## [Exercise aim]
Using the listing below, print exactly everything from the line with "use anyhow::Result;" down to the line with "fn neq(ctx: &BuiltinContext, args: &[Value])", both included, and nothing more.

## [Data provided]
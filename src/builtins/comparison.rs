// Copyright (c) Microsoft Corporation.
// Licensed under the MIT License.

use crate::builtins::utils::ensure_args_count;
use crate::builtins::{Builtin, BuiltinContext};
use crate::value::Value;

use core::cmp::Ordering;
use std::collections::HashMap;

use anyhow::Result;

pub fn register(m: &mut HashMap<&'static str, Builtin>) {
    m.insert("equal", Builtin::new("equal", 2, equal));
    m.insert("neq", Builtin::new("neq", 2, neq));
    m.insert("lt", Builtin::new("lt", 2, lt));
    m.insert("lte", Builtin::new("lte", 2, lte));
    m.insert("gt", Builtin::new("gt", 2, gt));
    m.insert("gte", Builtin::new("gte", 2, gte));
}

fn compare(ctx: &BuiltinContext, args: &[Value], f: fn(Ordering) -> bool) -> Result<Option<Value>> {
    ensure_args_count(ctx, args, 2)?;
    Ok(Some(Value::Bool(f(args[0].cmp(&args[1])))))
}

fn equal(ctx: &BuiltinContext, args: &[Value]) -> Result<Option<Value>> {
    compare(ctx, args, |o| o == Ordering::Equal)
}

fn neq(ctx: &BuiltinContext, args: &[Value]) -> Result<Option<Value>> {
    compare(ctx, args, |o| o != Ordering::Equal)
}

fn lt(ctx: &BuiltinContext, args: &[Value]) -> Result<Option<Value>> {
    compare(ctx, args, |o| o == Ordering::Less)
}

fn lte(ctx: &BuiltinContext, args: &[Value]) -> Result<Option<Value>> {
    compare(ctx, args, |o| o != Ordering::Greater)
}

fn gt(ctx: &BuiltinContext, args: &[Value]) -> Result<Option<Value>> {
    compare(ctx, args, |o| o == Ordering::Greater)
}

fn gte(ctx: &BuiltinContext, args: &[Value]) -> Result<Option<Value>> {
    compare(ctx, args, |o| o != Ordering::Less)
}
...
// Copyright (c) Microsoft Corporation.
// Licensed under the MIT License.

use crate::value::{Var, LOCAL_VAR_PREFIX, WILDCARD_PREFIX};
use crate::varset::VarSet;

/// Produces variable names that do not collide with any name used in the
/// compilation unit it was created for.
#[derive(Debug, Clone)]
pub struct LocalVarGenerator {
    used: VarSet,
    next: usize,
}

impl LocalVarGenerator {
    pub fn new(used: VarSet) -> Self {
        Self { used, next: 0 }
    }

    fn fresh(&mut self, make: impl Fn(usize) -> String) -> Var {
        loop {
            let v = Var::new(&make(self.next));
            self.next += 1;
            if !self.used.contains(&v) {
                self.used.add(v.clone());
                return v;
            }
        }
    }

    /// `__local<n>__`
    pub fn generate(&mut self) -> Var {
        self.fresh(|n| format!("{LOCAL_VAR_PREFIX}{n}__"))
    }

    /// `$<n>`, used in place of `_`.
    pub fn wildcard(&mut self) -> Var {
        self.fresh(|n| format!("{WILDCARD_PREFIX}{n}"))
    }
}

## [Task response]
use anyhow::Result;

pub fn register(m: &mut HashMap<&'static str, Builtin>) {
    m.insert("equal", Builtin::new("equal", 2, equal));
    m.insert("neq", Builtin::new("neq", 2, neq));
    m.insert("lt", Builtin::new("lt", 2, lt));
    m.insert("lte", Builtin::new("lte", 2, lte));
    m.insert("gt", Builtin::new("gt", 2, gt));
    m.insert("gte", Builtin::new("gte", 2, gte));
}

fn compare(ctx: &BuiltinContext, args: &[Value], f: fn(Ordering) -> bool) -> Result<Option<Value>> {
    ensure_args_count(ctx, args, 2)?;
    Ok(Some(Value::Bool(f(args[0].cmp(&args[1])))))
}

fn equal(ctx: &BuiltinContext, args: &[Value]) -> Result<Option<Value>> {
    compare(ctx, args, |o| o == Ordering::Equal)
}

fn neq(ctx: &BuiltinContext, args: &[Value]) -> Result<Option<Value>> {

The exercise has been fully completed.